Figure 9. Depletion of MAL2 enhances CD8⁺ T cell cytotoxicity in human TNBC tumors.

(A) MAL2 levels in tumor cells affect the cytotoxicity of the tumor-infiltrating CD8⁺ T cells in human TNBC tumors. Tumor cells isolated from fresh TNBC tumor tissues (patient #1 and #2) were transduced with lentiviral MAL2 or its shRNA. The tumor cells formed spheroids with CAFs isolated from the same tumor tissue. The tumor spheroids were cocultured with preactivated CD8⁺ T cell isolated from the same tumor tissue to detect the T cell cytotoxicity (spheroid dissociation rates). Representative images of spheroids are shown.

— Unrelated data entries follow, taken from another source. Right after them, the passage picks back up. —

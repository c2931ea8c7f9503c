//! Integration tests for the rigup binary.

use assert_cmd::Command;
use predicates::prelude::*;
use std::fs;
use tempfile::TempDir;

/// The binary with mode/override variables scrubbed, so results only depend
/// on flags and the temp project.
fn rigup() -> Command {
    let mut cmd = Command::cargo_bin("rigup").unwrap();
    for var in [
        "RIGUP_MODE",
        "NODE_ENV",
        "RIGUP_PORT",
        "RIGUP_OPEN",
        "RIGUP_OUTPUT_DIR",
        "RIGUP_TEMPLATE",
        "RIGUP_ANALYZER",
    ] {
        cmd.env_remove(var);
    }
    cmd
}

fn project() -> TempDir {
    TempDir::new().unwrap()
}

#[test]
fn emit_production_uses_content_hashes() {
    let dir = project();
    rigup()
        .args(["emit", "--mode", "production", "--root"])
        .arg(dir.path())
        .assert()
        .success()
        .stdout(predicate::str::contains("js/[name].[contenthash].js"))
        .stdout(predicate::str::contains("css-extract"))
        .stdout(predicate::str::contains("bundle-analyzer"));
}

#[test]
fn emit_defaults_to_development() {
    let dir = project();
    rigup()
        .args(["emit", "--root"])
        .arg(dir.path())
        .assert()
        .success()
        .stdout(predicate::str::contains("\"mode\":\"development\""))
        .stdout(predicate::str::contains("js/[name].[hash].js"))
        .stdout(predicate::str::contains("hot-reload"))
        .stdout(predicate::str::contains("css-extract").not());
}

#[test]
fn mode_environment_variable_is_honored() {
    let dir = project();
    rigup()
        .env("NODE_ENV", "production")
        .args(["emit", "--root"])
        .arg(dir.path())
        .assert()
        .success()
        .stdout(predicate::str::contains("\"mode\":\"production\""));
}

#[test]
fn unknown_mode_is_rejected() {
    let dir = project();
    rigup()
        .env("RIGUP_MODE", "staging")
        .args(["emit", "--root"])
        .arg(dir.path())
        .assert()
        .failure()
        .stderr(predicate::str::contains("staging"));
}

#[test]
fn emit_writes_file_when_requested() {
    let dir = project();
    let out = dir.path().join("descriptor.json");
    rigup()
        .args(["emit", "--mode", "dev", "--pretty", "--root"])
        .arg(dir.path())
        .arg("--output")
        .arg(&out)
        .assert()
        .success();

    let written = fs::read_to_string(&out).unwrap();
    let value: serde_json::Value = serde_json::from_str(&written).unwrap();
    assert_eq!(value["mode"], serde_json::json!("development"));
    assert_eq!(value["dev_server"]["port"], serde_json::json!(8888));
}

#[test]
fn settings_file_overrides_port() {
    let dir = project();
    fs::write(dir.path().join("rigup.toml"), "port = 3000\n").unwrap();
    rigup()
        .args(["emit", "--mode", "dev", "--root"])
        .arg(dir.path())
        .assert()
        .success()
        .stdout(predicate::str::contains("\"port\":3000"));
}

#[test]
fn check_passes_on_fresh_project() {
    let dir = project();
    rigup()
        .args(["check", "--mode", "production", "--root"])
        .arg(dir.path())
        .assert()
        .success()
        .stderr(predicate::str::contains("internally consistent"));
}

#[test]
fn check_fs_requires_the_template() {
    let dir = project();
    rigup()
        .args(["check", "--mode", "dev", "--fs", "--root"])
        .arg(dir.path())
        .assert()
        .failure()
        .stderr(predicate::str::contains("template"));

    fs::create_dir_all(dir.path().join("public")).unwrap();
    fs::write(dir.path().join("public/index.html"), "<html></html>").unwrap();
    rigup()
        .args(["check", "--mode", "dev", "--fs", "--root"])
        .arg(dir.path())
        .assert()
        .success();
}

#[test]
fn missing_root_fails_cleanly() {
    rigup()
        .args(["emit", "--root", "/definitely/not/here"])
        .assert()
        .failure()
        .stderr(predicate::str::contains("not found").or(predicate::str::contains("File not found")));
}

Scale bar: 100 μm. (B) Quantitative data are presented as mean ± SD of represented images from 3 parallel experiments in A. (C) Spheroids from A were digested into single cells, which were stained for EpCAM (tumor cells), anti-CD140a (CAFs), and LIVE/DEAD dead-cell stain. Flow cytometry data show the CD8⁺ T cell cytotoxicity in patient-derived CAF-tumor spheroids with different MAL2 expression levels. (D) The CD8⁺T cells collected from A were analyzed for their activity. The CD8⁺ T cells were incubated with 50 ng/mL PMA, 1 μg/mL ionomycin, and 5 μg/mL brefeldin A for 5 hours, and were stained with antibodies against IFN-γ, TNF-α, and GZMB. Quantitative data are presented as mean ± SD of 3 technical experiments. (E) Correlation of MAL2 levels (pathological scores) with tumor-infiltrating CD8⁺ T cell cytotoxicity (determined by GZMB levels) in human breast tumor tissue microarrays. Immunohistochemical analyses of MAL2, CD8, and GZMB in human TNBC TMA slides were conducted, and quantitative results were obtained as described in Supplemental Methods. Statistical analyses were conducted using 1-way ANOVA test. *P < 0.05; **P < 0.01; ***P < 0.001.